/*
 * SPDX-FileCopyrightText: 2026 RedHunt07 - FEDI3 Project
 * SPDX-License-Identifier: AGPL-3.0-only
 */

use anyhow::{Context, Result};
use async_trait::async_trait;
use corgi_protocol::{Favourites, FeedStats, InteractionRecord, PostInteractions, UserData};
use reqwest::header::{ACCEPT, CONTENT_TYPE};
use reqwest::StatusCode;
use serde::de::DeserializeOwned;
use std::time::Duration;
use urlencoding::encode;

/// Side channel for interaction events. Never the primary status API.
#[async_trait]
pub trait InteractionSink: Send + Sync {
    async fn record(&self, record: InteractionRecord) -> Result<()>;
}

/// Client of the interactions service: posts records to
/// `{base}/interactions` and reads back per-post, per-user, favourite and
/// per-feed views. The service answers 404 for an empty listing; those come
/// back as empty values here.
#[derive(Clone)]
pub struct HttpInteractionSink {
    client: reqwest::Client,
    base_url: String,
    endpoint: String,
}

impl HttpInteractionSink {
    pub fn new(base_url: &str, timeout: Duration) -> Result<Self> {
        let client = reqwest::Client::builder()
            .timeout(timeout)
            .build()
            .context("build analytics http client")?;
        Ok(Self::with_client(client, base_url))
    }

    pub fn with_client(client: reqwest::Client, base_url: &str) -> Self {
        let base_url = base_url.trim().trim_end_matches('/').to_string();
        let endpoint = format!("{base_url}/interactions");
        Self {
            client,
            base_url,
            endpoint,
        }
    }

    pub fn endpoint(&self) -> &str {
        &self.endpoint
    }

    pub async fn post_interactions(&self, post_id: &str) -> Result<PostInteractions> {
        let path = format!("/interactions/{}", encode(post_id));
        let listing = self.get_json(&path, &[]).await?;
        Ok(listing.unwrap_or_else(|| PostInteractions {
            post_id: post_id.to_string(),
            interactions: Vec::new(),
        }))
    }

    /// Export of everything stored for `user_id`.
    pub async fn user_data(&self, user_id: &str) -> Result<UserData> {
        let path = format!("/user_data/{}", encode(user_id));
        let data = self.get_json(&path, &[]).await?;
        Ok(data.unwrap_or_else(|| UserData {
            user_id: user_id.to_string(),
            interactions: Vec::new(),
        }))
    }

    pub async fn favourites(&self, user_id: &str) -> Result<Favourites> {
        let favs = self
            .get_json("/interactions/favourites", &[("user_id", user_id)])
            .await?;
        Ok(favs.unwrap_or_else(|| Favourites {
            user_id: user_id.to_string(),
            favourites: Vec::new(),
        }))
    }

    pub async fn feed_stats(&self, feed_id: &str) -> Result<FeedStats> {
        let stats = self
            .get_json("/interactions/analytics", &[("feed_id", feed_id)])
            .await?;
        Ok(stats.unwrap_or_else(|| FeedStats {
            feed_id: Some(feed_id.to_string()),
            ..Default::default()
        }))
    }

    async fn get_json<T: DeserializeOwned>(
        &self,
        path: &str,
        query: &[(&str, &str)],
    ) -> Result<Option<T>> {
        let url = format!("{}{}", self.base_url, path);
        let resp = self
            .client
            .get(&url)
            .query(query)
            .header(ACCEPT, "application/json")
            .send()
            .await
            .with_context(|| format!("get {url}"))?;
        let status = resp.status();
        if status == StatusCode::NOT_FOUND {
            return Ok(None);
        }
        if !status.is_success() {
            let text = resp.text().await.unwrap_or_default();
            anyhow::bail!("analytics query rejected: {} {}", status, text);
        }
        let body = resp
            .json::<T>()
            .await
            .with_context(|| format!("parse analytics json from {url}"))?;
        Ok(Some(body))
    }
}

#[async_trait]
impl InteractionSink for HttpInteractionSink {
    async fn record(&self, record: InteractionRecord) -> Result<()> {
        let resp = self
            .client
            .post(&self.endpoint)
            .header(CONTENT_TYPE, "application/json")
            .json(&record)
            .send()
            .await
            .with_context(|| format!("post interaction: {}", self.endpoint))?;
        let status = resp.status();
        if !status.is_success() {
            let text = resp.text().await.unwrap_or_default();
            anyhow::bail!("interaction rejected: {} {}", status, text);
        }
        Ok(())
    }
}

/// Used when no analytics endpoint is configured.
#[derive(Clone, Copy, Default)]
pub struct NoopInteractionSink;

#[async_trait]
impl InteractionSink for NoopInteractionSink {
    async fn record(&self, record: InteractionRecord) -> Result<()> {
        tracing::trace!(action = %record.action_type, post = %record.post_id, "analytics disabled");
        Ok(())
    }
}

++++++++++

**Instructions for the task:** Beginning with the first line, transcribe the complete listing exactly.

**Reply to the task:**
/*
 * SPDX-FileCopyrightText: 2026 RedHunt07 - FEDI3 Project
 * SPDX-License-Identifier: AGPL-3.0-only
 */

use anyhow::{Context, Result};
use async_trait::async_trait;
use corgi_protocol::{Favourites, FeedStats, InteractionRecord, PostInteractions, UserData};
use reqwest::header::{ACCEPT, CONTENT_TYPE};
use reqwest::StatusCode;
use serde::de::DeserializeOwned;
use std::time::Duration;
use urlencoding::encode;

/// Side channel for interaction events. Never the primary status API.
#[async_trait]
pub trait InteractionSink: Send + Sync {
    async fn record(&self, record: InteractionRecord) -> Result<()>;
}

/// Client of the interactions service: posts records to
/// `{base}/interactions` and reads back per-post, per-user, favourite and
/// per-feed views. The service answers 404 for an empty listing; those come
/// back as empty values here.
#[derive(Clone)]
pub struct HttpInteractionSink {
    client: reqwest::Client,
    base_url: String,
    endpoint: String,
}

impl HttpInteractionSink {
    pub fn new(base_url: &str, timeout: Duration) -> Result<Self> {
        let client = reqwest::Client::builder()
            .timeout(timeout)
            .build()
            .context("build analytics http client")?;
        Ok(Self::with_client(client, base_url))
    }

    pub fn with_client(client: reqwest::Client, base_url: &str) -> Self {
        let base_url = base_url.trim().trim_end_matches('/').to_string();
        let endpoint = format!("{base_url}/interactions");
        Self {
            client,
            base_url,
            endpoint,
        }
    }

    pub fn endpoint(&self) -> &str {
        &self.endpoint
    }

    pub async fn post_interactions(&self, post_id: &str) -> Result<PostInteractions> {
        let path = format!("/interactions/{}", encode(post_id));
        let listing = self.get_json(&path, &[]).await?;
        Ok(listing.unwrap_or_else(|| PostInteractions {
            post_id: post_id.to_string(),
            interactions: Vec::new(),
        }))
    }

    /// Export of everything stored for `user_id`.
    pub async fn user_data(&self, user_id: &str) -> Result<UserData> {
        let path = format!("/user_data/{}", encode(user_id));
        let data = self.get_json(&path, &[]).await?;
        Ok(data.unwrap_or_else(|| UserData {
            user_id: user_id.to_string(),
            interactions: Vec::new(),
        }))
    }

    pub async fn favourites(&self, user_id: &str) -> Result<Favourites> {
        let favs = self
            .get_json("/interactions/favourites", &[("user_id", user_id)])
            .await?;
        Ok(favs.unwrap_or_else(|| Favourites {
            user_id: user_id.to_string(),
            favourites: Vec::new(),
        }))
    }

    pub async fn feed_stats(&self, feed_id: &str) -> Result<FeedStats> {
        let stats = self
            .get_json("/interactions/analytics", &[("feed_id", feed_id)])
            .await?;
        Ok(stats.unwrap_or_else(|| FeedStats {
            feed_id: Some(feed_id.to_string()),
            ..Default::default()
        }))
    }

    async fn get_json<T: DeserializeOwned>(
        &self,
        path: &str,
        query: &[(&str, &str)],
    ) -> Result<Option<T>> {
        let url = format!("{}{}", self.base_url, path);
        let resp = self
            .client
            .get(&url)
            .query(query)
            .header(ACCEPT, "application/json")
            .send()
            .await
            .with_context(|| format!("get {url}"))?;
        let status = resp.status();
        if status == StatusCode::NOT_FOUND {
            return Ok(None);
        }
        if !status.is_success() {
            let text = resp.text().await.unwrap_or_default();
            anyhow::bail!("analytics query rejected: {} {}", status, text);
        }
        let body = resp
            .json::<T>()
            .await
            .with_context(|| format!("parse analytics json from {url}"))?;
        Ok(Some(body))
    }
}

#[async_trait]
impl InteractionSink for HttpInteractionSink {
    async fn record(&self, record: InteractionRecord) -> Result<()> {
        let resp = self
            .client
            .post(&self.endpoint)
            .header(CONTENT_TYPE, "application/json")
            .json(&record)
            .send()
            .await
            .with_context(|| format!("post interaction: {}", self.endpoint))?;
        let status = resp.status();
        if !status.is_success() {
            let text = resp.text().await.unwrap_or_default();
            anyhow::bail!("interaction rejected: {} {}", status, text);
        }
        Ok(())
    }
}

/// Used when no analytics endpoint is configured.
#[derive(Clone, Copy, Default)]
pub struct NoopInteractionSink;

#[async_trait]
impl InteractionSink for NoopInteractionSink {
    async fn record(&self, record: InteractionRecord) -> Result<()> {
        tracing::trace!(action = %record.action_type, post = %record.post_id, "analytics disabled");
        Ok(())
    }
}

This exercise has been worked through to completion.